UWM Sports Complex
- Interactive map of UWM Sports Complex
- Location: 867 South Blvd. E. Pontiac, Michigan
- Owner: United Wholesale Mortgage
- Operator: Ultimate Soccer Arenas, Inc.
- Capacity: 5,000
- Surface: AstroTurf GameDay XPE

Construction
- Opened: 2008
- Cost: US$ 13 million (not including the price of the land)

Tenants
- Michigan Stars FC (NISA) (2019–present) Michigan Bucks (PDL) (2008–2018) Detroit Mechanix (AUDL) (2012–2015) Detroit Sun FC (UWS) (2017–2019)

= UWM Sports Complex =

Soccer stadium in Pontiac, Michigan

UWM Sports Complex is an multi-purpose sports complex Pontiac, Michigan. The facility houses one of the largest fully enclosed full-size association football arenas in the United States. It features four AstroTurf pitches: three are full-size 110x75-yard pitch, while the fourth is an 85x47-yard pitch. It was formerly known as Ultimate Soccer Arenas. 20,000 square feet.

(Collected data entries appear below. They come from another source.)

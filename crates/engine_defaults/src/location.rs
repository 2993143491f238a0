//! Spatial component.
//!
//! [`Location`] places an entity in the world. Position and rotation are
//! replicated; scale only matters to the owning simulation and is persisted
//! but not sent over the network.

use engine_component::{Component, ComponentMetadata, MetadataError};
use serde::{Deserialize, Serialize};

/// Position, rotation (unit quaternion `[x, y, z, w]`) and uniform scale.
#[derive(Debug, Clone, Copy, Serialize, Deserialize, PartialEq)]
pub struct Location {
    /// World-space position.
    pub position: [f32; 3],
    /// Rotation as a unit quaternion.
    pub rotation: [f32; 4],
    /// Uniform scale factor.
    pub scale: f32,
}

impl Location {
    /// Origin, no rotation, unit scale.
    pub const IDENTITY: Self = Self {
        position: [0.0; 3],
        rotation: [0.0, 0.0, 0.0, 1.0],
        scale: 1.0,
    };

    /// A location at `position` with default rotation and scale.
    #[must_use]
    pub fn at(position: [f32; 3]) -> Self {
        Self {
            position,
            ..Self::IDENTITY
        }
    }

    /// Move by `offset`.
    #[must_use]
    pub fn translated(mut self, offset: [f32; 3]) -> Self {
        for (axis, delta) in self.position.iter_mut().zip(offset) {
            *axis += delta;
        }
        self
    }

    /// Apply a uniform scale factor.
    #[must_use]
    pub fn scaled(mut self, factor: f32) -> Self {
        self.scale *= factor;
        self
    }

    pub(crate) fn metadata() -> Result<ComponentMetadata, MetadataError> {
        ComponentMetadata::builder::<Self>()
            .replicated()
            .replicated_field(0, "position", |l| &l.position, |l| &mut l.position)
            .replicated_field(1, "rotation", |l| &l.rotation, |l| &mut l.rotation)
            .field(2, "scale", |l| &l.scale, |l| &mut l.scale)
            .build()
    }
}

impl Default for Location {
    fn default() -> Self {
        Self::IDENTITY
    }
}

impl Component for Location {
    fn type_name() -> &'static str {
        "Location"
    }
}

It has 1,650 permanent seating, a full-service restaurant, a full-service coffee shop, a full service Soccer store and mezzanine level. The ceiling is 72 feet (21 m) tall.

The facility was home of the Michigan Bucks of the USL Premier Development League, a minor-league affiliate of the Columbus Crew of Major League Soccer and the Detroit Sun FC of United Women's Soccer. The Detroit Mechanix of the American Ultimate Disc League use the facility as well.

In 2020, it was acquired by United Wholesale Mortgage for $23.3 million, with the intention to keep the stadium open to the public and also become part of the company's Pontiac, Michigan campus.